Student — There have to be two sides in order to play a game; and we are also told that we have to go through all suffering and experience. I wanted to ask you: is it a necessity for the individual soul some time in its evolution to go through the unspeakable experience of a black magician, or is it not necessary?

G. de P. — Not necessary. But, alas! many humans do.

Student — I was going to ask you if the description that Mr. Judge gave of the word Om in Yoga Aphorisms refers to any combination of vowels and consonants such as O and M, as he says that it represents Brahma, Vishnu, and Siva, I think it was.

G. de P. — I do not remember it. But evidently Mr. Judge, who was a reincarnation of a Hindu yogi, must have had some Hindu idea in his mind at the time.
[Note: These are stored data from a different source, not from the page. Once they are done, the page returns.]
//! # Recall Index
//!
//! Semantic retrieval core for a personal knowledge base.
//!
//! Sources (PDF text, web pages, notes, images) are split into
//! boundary-respecting chunks, each chunk and each source summary gets a
//! fixed-dimension embedding, and a hybrid scorer combines semantic
//! similarity with a caller-supplied keyword score. Embeddings missing after
//! a provider outage are filled in later by the backfill orchestrator.
//!
//! ## Architecture
//!
//! ```text
//! ┌──────────┐   ┌─────────────┐   ┌──────────────┐   ┌──────────┐
//! │  Source  │──▶│  Segmenter  │──▶│  Embedding   │──▶│  Store   │
//! │  (text)  │   │   (chunk)   │   │  Generator   │   │ SQLite / │
//! └──────────┘   └─────────────┘   └──────┬───────┘   │  memory  │
//!                                         │           └────┬─────┘
//!                                  retry + provider        │
//!                                                          ▼
//!                     ┌──────────┐                 ┌──────────────┐
//!                     │  Hybrid  │◀── rank ────────│   Backfill   │
//!                     │  Scorer  │                 │ Orchestrator │
//!                     └──────────┘                 └──────────────┘
//! ```
//!
//! ## Quick Start
//!
//! ```bash
//! recall init                                   # create database
//! recall ingest notes.md --content-type note --owner alice
//! recall embed pending                          # fill in missing embeddings
//! recall stats                                  # embedding coverage
//! ```
//!
//! ## Modules
//!
//! | Module | Purpose |
//! |--------|---------|
//! | [`config`] | TOML configuration parsing |
//! | [`error`] | Validation, provider and persistence errors |
//! | [`models`] | Core data types |
//! | [`chunk`] | Text segmentation |
//! | [`vector`] | Vector math |
//! | [`hybrid`] | Hybrid scoring |
//! | [`retry`] | Exponential backoff policy |
//! | [`embedding`] | Embedding providers and generator |
//! | [`store`] | Persistence trait and backends |
//! | [`ingest`] | Segment-and-store pipeline |
//! | [`backfill`] | Backfill orchestrator |
//! | [`search`] | Candidate ranking |
//! | [`stats`] | Embedding coverage |
//! | [`db`] | Database connection |
//! | [`migrate`] | Schema migrations |

pub mod backfill;
pub mod chunk;
pub mod config;
pub mod db;
pub mod embed_cmd;
pub mod embedding;
pub mod error;
pub mod hybrid;
pub mod ingest;
pub mod migrate;
pub mod models;
pub mod retry;
pub mod search;
pub mod stats;
pub mod store;
pub mod vector;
Student — I thought it was so important once that I learned the whole thing; so I was just wondering if it was merely some combination of vowels that it was good to have put together.

G. de P. — Om is a particularly good combination. It is a human invention, but a particularly good combination; and if uttered by one with a pure heart, with a kindly spirit, who is trying to throw himself into a devotional state of mind, it is much better than other words on account of the vibrations that it evokes. For instance, if I were to mutter to myself, "Cheap, cheap, cheap," that repetition is not a particularly religion-inducing combination of sounds. That is all there is to it. Again, if say, "Cluck, cluck, cluck, cluck," that would cause another state of feeling, you see.
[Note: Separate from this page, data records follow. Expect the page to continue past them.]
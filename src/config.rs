use anyhow::{Context, Result};
use serde::Deserialize;
use std::path::{Path, PathBuf};
use std::time::Duration;

use crate::chunk::SegmenterConfig;
use crate::hybrid::{validate_weights, HybridWeights};
use crate::retry::RetryPolicy;
use crate::vector::DEFAULT_DIMENSIONS;

#[derive(Debug, Deserialize, Clone)]
pub struct Config {
    pub db: DbConfig,
    #[serde(default)]
    pub segmenter: SegmenterSettings,
    #[serde(default)]
    pub embedding: EmbeddingConfig,
    #[serde(default)]
    pub backfill: BackfillConfig,
    #[serde(default)]
    pub retrieval: RetrievalConfig,
}

#[derive(Debug, Deserialize, Clone)]
pub struct DbConfig {
    pub path: PathBuf,
}

#[derive(Debug, Deserialize, Clone)]
pub struct SegmenterSettings {
    #[serde(default = "default_max_tokens")]
    pub max_tokens: usize,
    #[serde(default = "default_overlap_tokens")]
    pub overlap_tokens: usize,
    #[serde(default = "default_min_chunk_size")]
    pub min_chunk_size: usize,
    #[serde(default = "default_true")]
    pub respect_boundaries: bool,
    /// Pick max/overlap/min from the content length instead of the fixed values.
    #[serde(default = "default_true")]
    pub adaptive: bool,
}

impl Default for SegmenterSettings {
    fn default() -> Self {
        Self {
            max_tokens: default_max_tokens(),
            overlap_tokens: default_overlap_tokens(),
            min_chunk_size: default_min_chunk_size(),
            respect_boundaries: true,
            adaptive: true,
        }
    }
}

impl SegmenterSettings {
    /// Config for content of `content_len` characters.
    pub fn for_length(&self, content_len: usize) -> SegmenterConfig {
        if self.adaptive {
            SegmenterConfig {
                respect_boundaries: self.respect_boundaries,
                ..crate::chunk::select_config(content_len)
            }
        } else {
            self.fixed()
        }
    }

    pub fn fixed(&self) -> SegmenterConfig {
        SegmenterConfig {
            max_tokens: self.max_tokens,
            overlap_tokens: self.overlap_tokens,
            min_chunk_size: self.min_chunk_size,
            respect_boundaries: self.respect_boundaries,
        }
    }
}

fn default_max_tokens() -> usize {
    500
}
fn default_overlap_tokens() -> usize {
    50
}
fn default_min_chunk_size() -> usize {
    100
}
fn default_true() -> bool {
    true
}

#[derive(Debug, Deserialize, Clone)]
pub struct EmbeddingConfig {
    #[serde(default = "default_provider")]
    pub provider: String,
    #[serde(default = "default_model")]
    pub model: String,
    #[serde(default = "default_dims")]
    pub dims: usize,
    #[serde(default = "default_base_url")]
    pub base_url: String,
    /// Name of the environment variable holding the API key.
    #[serde(default = "default_api_key_env")]
    pub api_key_env: String,
    #[serde(default = "default_timeout_secs")]
    pub timeout_secs: u64,
    #[serde(default = "default_max_input_chars")]
    pub max_input_chars: usize,
    #[serde(default)]
    pub retry: RetryConfig,
}

impl Default for EmbeddingConfig {
    fn default() -> Self {
        Self {
            provider: default_provider(),
            model: default_model(),
            dims: default_dims(),
            base_url: default_base_url(),
            api_key_env: default_api_key_env(),
            timeout_secs: default_timeout_secs(),
            max_input_chars: default_max_input_chars(),
            retry: RetryConfig::default(),
        }
    }
}

impl EmbeddingConfig {
    pub fn disabled() -> Self {
        Self {
            provider: "disabled".to_string(),
            ..Self::default()
        }
    }

    pub fn is_enabled(&self) -> bool {
        self.provider != "disabled"
    }
}

fn default_provider() -> String {
    "openai".to_string()
}
fn default_model() -> String {
    "text-embedding-3-small".to_string()
}
fn default_dims() -> usize {
    DEFAULT_DIMENSIONS
}
fn default_base_url() -> String {
    "https://api.openai.com/v1".to_string()
}
fn default_api_key_env() -> String {
    "OPENAI_API_KEY".to_string()
}
fn default_timeout_secs() -> u64 {
    30
}
fn default_max_input_chars() -> usize {
    crate::embedding::MAX_INPUT_CHARS
}

#[derive(Debug, Deserialize, Clone)]
pub struct RetryConfig {
    #[serde(default = "default_max_retries")]
    pub max_retries: u32,
    #[serde(default = "default_initial_delay_ms")]
    pub initial_delay_ms: u64,
    #[serde(default = "default_multiplier")]
    pub multiplier: f64,
    #[serde(default = "default_max_delay_ms")]
    pub max_delay_ms: u64,
}

impl Default for RetryConfig {
    fn default() -> Self {
        Self {
            max_retries: default_max_retries(),
            initial_delay_ms: default_initial_delay_ms(),
            multiplier: default_multiplier(),
            max_delay_ms: default_max_delay_ms(),
        }
    }
}

impl RetryConfig {
    pub fn policy(&self) -> RetryPolicy {
        RetryPolicy {
            max_retries: self.max_retries,
            initial_delay: Duration::from_millis(self.initial_delay_ms),
            multiplier: self.multiplier,
            max_delay: Duration::from_millis(self.max_delay_ms),
        }
    }
}

fn default_max_retries() -> u32 {
    3
}
fn default_initial_delay_ms() -> u64 {
    1000
}
fn default_multiplier() -> f64 {
    2.0
}
fn default_max_delay_ms() -> u64 {
    10_000
}

#[derive(Debug, Deserialize, Clone)]
pub struct BackfillConfig {
    #[serde(default = "default_chunk_batch_size")]
    pub chunk_batch_size: usize,
    #[serde(default = "default_summary_scan_window")]
    pub summary_scan_window: usize,
    #[serde(default = "default_embedding_batch_size")]
    pub embedding_batch_size: usize,
}

impl Default for BackfillConfig {
    fn default() -> Self {
        Self {
            chunk_batch_size: default_chunk_batch_size(),
            summary_scan_window: default_summary_scan_window(),
            embedding_batch_size: default_embedding_batch_size(),
        }
    }
}

fn default_chunk_batch_size() -> usize {
    10
}
fn default_summary_scan_window() -> usize {
    1000
}
fn default_embedding_batch_size() -> usize {
    50
}

#[derive(Debug, Deserialize, Clone)]
pub struct RetrievalConfig {
    #[serde(default = "default_semantic_weight")]
    pub semantic_weight: f64,
    #[serde(default = "default_keyword_weight")]
    pub keyword_weight: f64,
}

impl Default for RetrievalConfig {
    fn default() -> Self {
        Self {
            semantic_weight: default_semantic_weight(),
            keyword_weight: default_keyword_weight(),
        }
    }
}

impl RetrievalConfig {
    pub fn weights(&self) -> HybridWeights {
        HybridWeights {
            semantic: self.semantic_weight,
            keyword: self.keyword_weight,
        }
    }
}

fn default_semantic_weight() -> f64 {
    0.7
}
fn default_keyword_weight() -> f64 {
    0.3
}

pub fn load_config(path: &Path) -> Result<Config> {
    let content = std::fs::read_to_string(path)
        .with_context(|| format!("Failed to read config file: {}", path.display()))?;

    let config = parse_config(&content)?;
    tracing::debug!(path = %path.display(), provider = %config.embedding.provider, "loaded config");
    Ok(config)
}

pub fn parse_config(content: &str) -> Result<Config> {
    let config: Config = toml::from_str(content).with_context(|| "Failed to parse config file")?;
    validate(&config)?;
    Ok(config)
}

fn validate(config: &Config) -> Result<()> {
    // Segmenter
    config
        .segmenter
        .fixed()
        .validate()
        .with_context(|| "invalid [segmenter] section")?;

    // Embedding
    match config.embedding.provider.as_str() {
        "disabled" | "openai" => {}
        other => anyhow::bail!(
            "Unknown embedding provider: '{}'. Must be disabled or openai.",
            other
        ),
    }
    if config.embedding.dims == 0 {
        anyhow::bail!("embedding.dims must be > 0");
    }
    if config.embedding.max_input_chars == 0 {
        anyhow::bail!("embedding.max_input_chars must be > 0");
    }
    if config.embedding.is_enabled() && config.embedding.model.trim().is_empty() {
        anyhow::bail!(
            "embedding.model must be specified when provider is '{}'",
            config.embedding.provider
        );
    }
    let retry = &config.embedding.retry;
    if !retry.multiplier.is_finite() || retry.multiplier < 1.0 {
        anyhow::bail!("embedding.retry.multiplier must be >= 1.0");
    }
    if retry.max_delay_ms < retry.initial_delay_ms {
        anyhow::bail!("embedding.retry.max_delay_ms must be >= initial_delay_ms");
    }

    // Backfill
    let b = &config.backfill;
    if b.chunk_batch_size == 0 || b.summary_scan_window == 0 || b.embedding_batch_size == 0 {
        anyhow::bail!("backfill batch sizes must be > 0");
    }

    // Retrieval
    validate_weights(&config.retrieval.weights()).with_context(|| "invalid [retrieval] weights")?;

    Ok(())
}

#[cfg(test)]
mod tests {
    use super::*;

    #[test]
    fn test_minimal_config_uses_defaults() {
        let config = parse_config("[db]\npath = \"./data/recall.sqlite\"\n").unwrap();
        assert_eq!(config.segmenter.max_tokens, 500);
        assert!(config.segmenter.adaptive);
        assert_eq!(config.embedding.provider, "openai");
        assert_eq!(config.embedding.dims, 1536);
        assert_eq!(config.embedding.retry.policy(), RetryPolicy::default());
        assert_eq!(config.backfill.chunk_batch_size, 10);
        assert_eq!(config.backfill.summary_scan_window, 1000);
        assert_eq!(config.backfill.embedding_batch_size, 50);
        assert_eq!(config.retrieval.weights(), HybridWeights::default());
    }

    #[test]
    fn test_full_config() {
        let toml = r#"
[db]
path = "/tmp/r.sqlite"

[segmenter]
max_tokens = 200
overlap_tokens = 20
min_chunk_size = 50
respect_boundaries = false
adaptive = false

[embedding]
provider = "disabled"
dims = 8

[embedding.retry]
max_retries = 1
initial_delay_ms = 10
max_delay_ms = 20

[retrieval]
semantic_weight = 0.5
keyword_weight = 0.5
"#;
        let config = parse_config(toml).unwrap();
        let seg = config.segmenter.for_length(10_000);
        assert_eq!(seg.max_tokens, 200);
        assert!(!seg.respect_boundaries);
        assert_eq!(config.embedding.retry.policy().max_retries, 1);
        assert!(!config.embedding.is_enabled());
    }

    #[test]
    fn test_adaptive_selection() {
        let settings = SegmenterSettings::default();
        assert_eq!(settings.for_length(500).max_tokens, 1000);
        assert_eq!(settings.for_length(6000).max_tokens, 400);
    }

    #[test]
    fn test_rejects_bad_values() {
        let base = "[db]\npath = \"x\"\n";
        assert!(parse_config(&format!("{}[segmenter]\nmax_tokens = 0\n", base)).is_err());
        assert!(parse_config(&format!(
            "{}[segmenter]\nmax_tokens = 10\noverlap_tokens = 10\n",
            base
        ))
        .is_err());
        assert!(parse_config(&format!("{}[embedding]\nprovider = \"ollama\"\n", base)).is_err());
        assert!(parse_config(&format!("{}[embedding]\ndims = 0\n", base)).is_err());
        assert!(parse_config(&format!(
            "{}[retrieval]\nsemantic_weight = 0.5\nkeyword_weight = 0.6\n",
            base
        ))
        .is_err());
        assert!(parse_config(&format!("{}[backfill]\nchunk_batch_size = 0\n", base)).is_err());
        assert!(parse_config(&format!("{}[embedding.retry]\nmultiplier = 0.5\n", base)).is_err());
    }

    #[test]
    fn test_missing_db_section() {
        assert!(parse_config("[segmenter]\nmax_tokens = 100\n").is_err());
    }
}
Student — I would like to ask if our English expression in answering a question, "Umph," has anything to do with Om?

G. de P. — I believe it originated in exactly the same way as did "Om." There seems to be something about the m, which appears to give consent, to give assent, to a thing. I think in the old Sanskrit it took the form of Om, and in your English and American custom people usually say umph. I think so, at least. In England it often implies doubt when a man asks you a question and you say umph.
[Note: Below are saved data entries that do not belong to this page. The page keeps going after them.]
use anyhow::Result;
use sqlx::SqlitePool;

use crate::config::Config;
use crate::db;

pub async fn run_migrations(config: &Config) -> Result<()> {
    let pool = db::connect(config).await?;
    migrate(&pool).await?;
    pool.close().await;
    Ok(())
}

/// Create the schema if missing. Safe to run repeatedly.
pub async fn migrate(pool: &SqlitePool) -> Result<()> {
    // Sources
    sqlx::query(
        r#"
        CREATE TABLE IF NOT EXISTS sources (
            id TEXT PRIMARY KEY,
            owner_id TEXT NOT NULL,
            content_type TEXT NOT NULL,
            content TEXT NOT NULL,
            summary TEXT,
            summary_embedding BLOB,
            created_at INTEGER NOT NULL,
            updated_at INTEGER NOT NULL
        )
        "#,
    )
    .execute(pool)
    .await?;

    // Chunks; embedding stays NULL until generated
    sqlx::query(
        r#"
        CREATE TABLE IF NOT EXISTS chunks (
            id TEXT PRIMARY KEY,
            source_id TEXT NOT NULL,
            chunk_index INTEGER NOT NULL,
            content TEXT NOT NULL,
            hash TEXT NOT NULL,
            embedding BLOB,
            start_offset INTEGER NOT NULL,
            end_offset INTEGER NOT NULL,
            token_estimate INTEGER NOT NULL,
            boundary_type TEXT NOT NULL,
            heading TEXT,
            page_number INTEGER,
            overlap_len INTEGER NOT NULL DEFAULT 0,
            UNIQUE(source_id, chunk_index),
            FOREIGN KEY (source_id) REFERENCES sources(id) ON DELETE CASCADE
        )
        "#,
    )
    .execute(pool)
    .await?;

    // Indexes
    sqlx::query("CREATE INDEX IF NOT EXISTS idx_sources_owner ON sources(owner_id)")
        .execute(pool)
        .await?;
    sqlx::query("CREATE INDEX IF NOT EXISTS idx_chunks_source_id ON chunks(source_id)")
        .execute(pool)
        .await?;
    sqlx::query(
        "CREATE INDEX IF NOT EXISTS idx_chunks_pending ON chunks(id) WHERE embedding IS NULL",
    )
    .execute(pool)
    .await?;

    Ok(())
}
Student — Is not that rather a question of the intonation one puts behind the word?

G. de P. — I think so. But the idea is the same.

Student — I have been very much interested lately in the differences of human beings' faces — the left side and the right side; and I have noticed in taking up many photographs in a magazine and covering one side of the face and looking at the other, that one side seems like a different individual from the other. I wondered if you would say something about it. Does one side express the higher self and the other side the lower self?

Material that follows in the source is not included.